Protection from Fraud under the Patient Protection and Affordable Care Act

The short answer: there is none.

The longer answer:  

The NYS Department of Financial Services, any health insurance consumer’s logical first stop for answers about Health Insurance Fraud, had a longer than expected hold time (16 minutes).  There was nobody available at their fraud office today, they took my contact information and promised me an eventual call back.  They also have an online complaint form that you can fill out and, presumably, print, fold and insert into a body part exempt from your health insurance coverage.  

The kind woman I spoke to there, Norma, did not know of any place except the U.S Department of Health and Human Services that possibly oversees any aspect of the Patient Protection and Affordable Care Act.  Twenty-nine minutes after I’d placed the call  to her I was dialing 877-696-6775.

There was no wait at the federal agency, though also no option to speak to a human.  The voice prompts were limited, it seemed the best bet was being connected to my state Department of Health and Human Services.   I tapped in the requested information and was connected to the New York State agency.    

Unfortunately, it was the New York State agency that handles temporary or disability assistance.  I could press various numbers to get information about child support and other programs, but none related to health insurance.  

I eventually tried the administrative office options and spoke to a sympathetic woman at the office of legal affairs.  While her sympathy was solid, she did not have unlimited patience or time, and after five or ten minutes commiserating she connected me, without further ado, to the Fraud Hotline.  This number is 877-873-7283.

Sadly for me, it was the Medicaid Fraud Hotline, and as my program is not administered by Medicaid, I had to make a human appeal to an even more sympathetic woman, who, after twenty minutes or so, worked with her supervisors during a short twelve-minute hold, and was able to  give me two more promising, and seemingly self-evidently logical, numbers to call.  

One is the NYS Department of Health, Office of Health Insurance, apparently an unlisted secret number: 800-343-9000.  I surmise that it’s an unlisted help line because it took several long calls, ninety minutes of sleuth work today alone, and almost cat-like patience on my part, to have a supervisor at the Medicaid Fraud office think of searching for this particular number.  
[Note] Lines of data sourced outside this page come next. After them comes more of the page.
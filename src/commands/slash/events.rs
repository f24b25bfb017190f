//! Event browsing slash commands: /events, /event

use serenity::builder::CreateApplicationCommand;
use serenity::model::application::command::CommandOptionType;

/// Creates the event browsing commands
pub fn create_commands() -> Vec<CreateApplicationCommand> {
    vec![create_events_command(), create_event_command()]
}

/// Creates the events command - list everything upcoming
fn create_events_command() -> CreateApplicationCommand {
    CreateApplicationCommand::default()
        .name("events")
        .description("List upcoming events")
        .to_owned()
}

/// Creates the event command - show one event with subscribe buttons
fn create_event_command() -> CreateApplicationCommand {
    CreateApplicationCommand::default()
        .name("event")
        .description("Show one event")
        .create_option(|option| {
            option
                .name("id")
                .description("The event id")
                .kind(CommandOptionType::Integer)
                .required(true)
        })
        .to_owned()
}
//! # Core Module
//!
//! Core domain types, configuration, and error handling for the herald bot.
//!
//! - **Version**: 1.2.0
//! - **Since**: 0.3.0
//! - **Toggleable**: false
//!
//! ## Changelog
//! - 1.2.0: Split the error taxonomy out of database.rs into its own module
//! - 1.1.0: Add embeds module with shared event embed builders
//! - 1.0.0: Initial creation with config module

pub mod config;
pub mod embeds;
pub mod error;

// Re-export commonly used items
pub use config::Config;
pub use embeds::{event_embed, reminder_embed};
pub use error::{EventError, SendError, StoreError};
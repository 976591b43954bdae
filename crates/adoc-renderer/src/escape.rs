/// Escape HTML special characters.
#[must_use]
pub fn escape_html(s: &str) -> String {
    let mut result = String::with_capacity(s.len());
    push_escaped(&mut result, s);
    result
}

/// Append `s` to `out`, escaping HTML special characters.
pub(crate) fn push_escaped(out: &mut String, s: &str) {
    for c in s.chars() {
        match c {
            '&' => out.push_str("&amp;"),
            '<' => out.push_str("&lt;"),
            '>' => out.push_str("&gt;"),
            '"' => out.push_str("&quot;"),
            '\'' => out.push_str("&#x27;"),
            _ => out.push(c),
        }
    }
}
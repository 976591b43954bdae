//! Parser for AsciiDoc-like markup.
//!
//! Turns source text into an [`adoc_model::Document`]. Rendering is left to
//! other crates.
//!
//! # Architecture
//!
//! Parsing runs in three stages:
//! - Include expansion: `include::` directives are resolved through a
//!   [`ContentResolver`] and spliced into one stream of lines, each keeping
//!   its file and line number for error reporting
//! - Block parsing: a line cursor recognizes the header, sections, delimited
//!   blocks, lists, tables and conditionals
//! - Inline parsing: paragraph text, titles and cells are scanned for quoted
//!   text, macros, links and cross-references
//!
//! Attribute references are substituted at parse time. Conditionals are kept
//! in the tree unevaluated; the renderer decides which branch is shown.
//!
//! # Example
//!
//! ```
//! use adoc_parser::{Parser, ParserContext};
//! use adoc_model::Element;
//!
//! let document = Parser::new()
//!     .with_attribute("product", "Widget")
//!     .parse("= {product} Guide\n\nSee *bold* text.", &ParserContext::default())
//!     .unwrap();
//!
//! assert_eq!(document.header.title, "Widget Guide");
//! assert!(matches!(document.body[0], Element::Paragraph(_)));
//! ```

mod attributes;
mod block;
mod error;
mod expression;
mod include;
mod inline;
mod parser;
mod reader;
mod resolver;
mod substitution;

pub use error::{ParseError, ParseErrorKind};
pub use parser::{DEFAULT_MAX_INCLUDE_DEPTH, Parser};
pub use resolver::{
    ContentResolver, FsContentResolver, NoopContentResolver, ParserContext, Resolved,
};

#[cfg(test)]
mod tests {
    use super::*;

    static_assertions::assert_impl_all!(Parser: Send, Sync, Clone);
    static_assertions::assert_impl_all!(ParseError: Send, Sync, std::error::Error);
    static_assertions::assert_impl_all!(FsContentResolver: Send, Sync);
}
She told me the number used to be on-line but they removed it from the website, presumably too much traffic on that line, too many strangled, inarticulate cries for help, too much rage and despair for New York State’s limited allotment of representatives to handle.

The other number is the New York State Insurance Department, which, while seemingly a logical number to give to someone with a complaint about insurance in New York State, is apparently equally obscure.  This office can, hopefully, be reached at 800-342-3736.

I don’t know why, but barely two hours into the calls now, I suddenly ran out of steam to tell my story to another person who agrees that there ought to be an ombudsperson or help-line to oversee problems with a federal health law administered by the states, particularly one that consumers are mandated to buy on pain of a tax penalty for refusing to participate in.  

Even though health insurance and pharmaceutical companies wrote the PPACA, and their liberal one-sided exemptions therefrom, even as the despicably corrupt right wing Democrat Max Baucus (recipient of millions in contributions from those lobbies — the fucking scion is now Ambassador to China– a little ‘thank you’ from smiling Obama) oversaw the process, even as health insurance/pharma industry lifer Liz Fowler wrote the law, you would think there’d be some oversight involved somewhere.  

You would apparently be wrong to think that.  Nowhere in the 2,700 pages is there any provision for a mechanism to protect patients from fraudulent denial of services under their one-sided contracts with the private corporations.

The last well-meaning woman I spoke to suggested I call Empire Blue Crucifix and talk to their internal complaint department about my accusations of fraud against them.  She assured me there had to be a number on the back of my insurance card for complaints.  I checked.  There was not.  I read her the options.  “Customer Service!” she announced hopefully.  I gently dashed her hopes.

Maybe I am thinking about the condolence call we are going to be making in less than an hour for Sekhnet’s old friend whose mother died the other day and I want to clear my head.  Or something like that.  I certainly do want to clear my head, I can tell you for sure.

And the minute the talented Mr. Obama is a former president, make like Robert De Niro wanted to do with Trump, which he can’t do now, obviously, because of Secret Service Agents and the private security contractor army that surround the new most powerful and important man in the world.